:: SUPPLIED RECORDS ::

------------------------------

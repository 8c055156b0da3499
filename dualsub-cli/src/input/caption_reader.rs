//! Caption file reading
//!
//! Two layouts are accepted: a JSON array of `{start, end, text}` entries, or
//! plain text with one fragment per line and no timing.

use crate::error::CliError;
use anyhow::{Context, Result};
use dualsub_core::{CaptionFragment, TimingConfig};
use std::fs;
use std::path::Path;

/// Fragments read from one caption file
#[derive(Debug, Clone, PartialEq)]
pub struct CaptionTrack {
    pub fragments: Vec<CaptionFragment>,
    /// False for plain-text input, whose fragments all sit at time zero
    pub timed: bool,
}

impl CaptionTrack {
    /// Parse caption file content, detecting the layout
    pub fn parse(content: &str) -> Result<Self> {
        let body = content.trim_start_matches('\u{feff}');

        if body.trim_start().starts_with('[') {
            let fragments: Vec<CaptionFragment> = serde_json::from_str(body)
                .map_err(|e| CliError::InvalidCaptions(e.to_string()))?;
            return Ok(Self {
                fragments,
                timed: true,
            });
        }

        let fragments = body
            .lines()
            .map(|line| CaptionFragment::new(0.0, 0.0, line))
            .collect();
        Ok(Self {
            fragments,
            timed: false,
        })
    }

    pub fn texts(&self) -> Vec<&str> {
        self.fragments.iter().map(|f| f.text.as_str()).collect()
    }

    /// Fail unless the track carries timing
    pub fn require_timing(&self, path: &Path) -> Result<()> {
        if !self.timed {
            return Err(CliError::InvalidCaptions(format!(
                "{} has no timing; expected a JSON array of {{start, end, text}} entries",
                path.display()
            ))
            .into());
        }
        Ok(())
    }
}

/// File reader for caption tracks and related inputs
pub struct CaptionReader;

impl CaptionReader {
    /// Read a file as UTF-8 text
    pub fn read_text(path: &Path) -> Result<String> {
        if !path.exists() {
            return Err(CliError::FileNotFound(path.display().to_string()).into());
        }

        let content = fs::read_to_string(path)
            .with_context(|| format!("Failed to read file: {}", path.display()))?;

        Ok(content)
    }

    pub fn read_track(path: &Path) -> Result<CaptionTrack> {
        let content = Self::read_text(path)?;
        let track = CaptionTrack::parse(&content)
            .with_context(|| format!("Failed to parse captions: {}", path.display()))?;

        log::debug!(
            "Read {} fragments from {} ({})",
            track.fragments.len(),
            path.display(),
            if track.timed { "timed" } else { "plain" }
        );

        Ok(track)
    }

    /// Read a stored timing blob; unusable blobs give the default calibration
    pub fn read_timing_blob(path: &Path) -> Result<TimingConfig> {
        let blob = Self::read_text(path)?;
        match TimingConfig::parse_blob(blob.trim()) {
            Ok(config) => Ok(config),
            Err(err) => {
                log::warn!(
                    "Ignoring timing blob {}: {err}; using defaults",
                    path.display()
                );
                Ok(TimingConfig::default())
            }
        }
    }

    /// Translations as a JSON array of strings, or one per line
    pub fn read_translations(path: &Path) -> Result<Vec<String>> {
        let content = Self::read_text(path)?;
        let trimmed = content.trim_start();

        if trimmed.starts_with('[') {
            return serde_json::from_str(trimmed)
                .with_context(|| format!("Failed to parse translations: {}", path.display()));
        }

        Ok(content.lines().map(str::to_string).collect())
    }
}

------------------------------

:: WORK TO COMPLETE ::
Please copy out each line of the material that contains the string "Failed".

:: RESPONSE TO THE TASK ::
            .with_context(|| format!("Failed to read file: {}", path.display()))?;
            .with_context(|| format!("Failed to parse captions: {}", path.display()))?;
                .with_context(|| format!("Failed to parse translations: {}", path.display()));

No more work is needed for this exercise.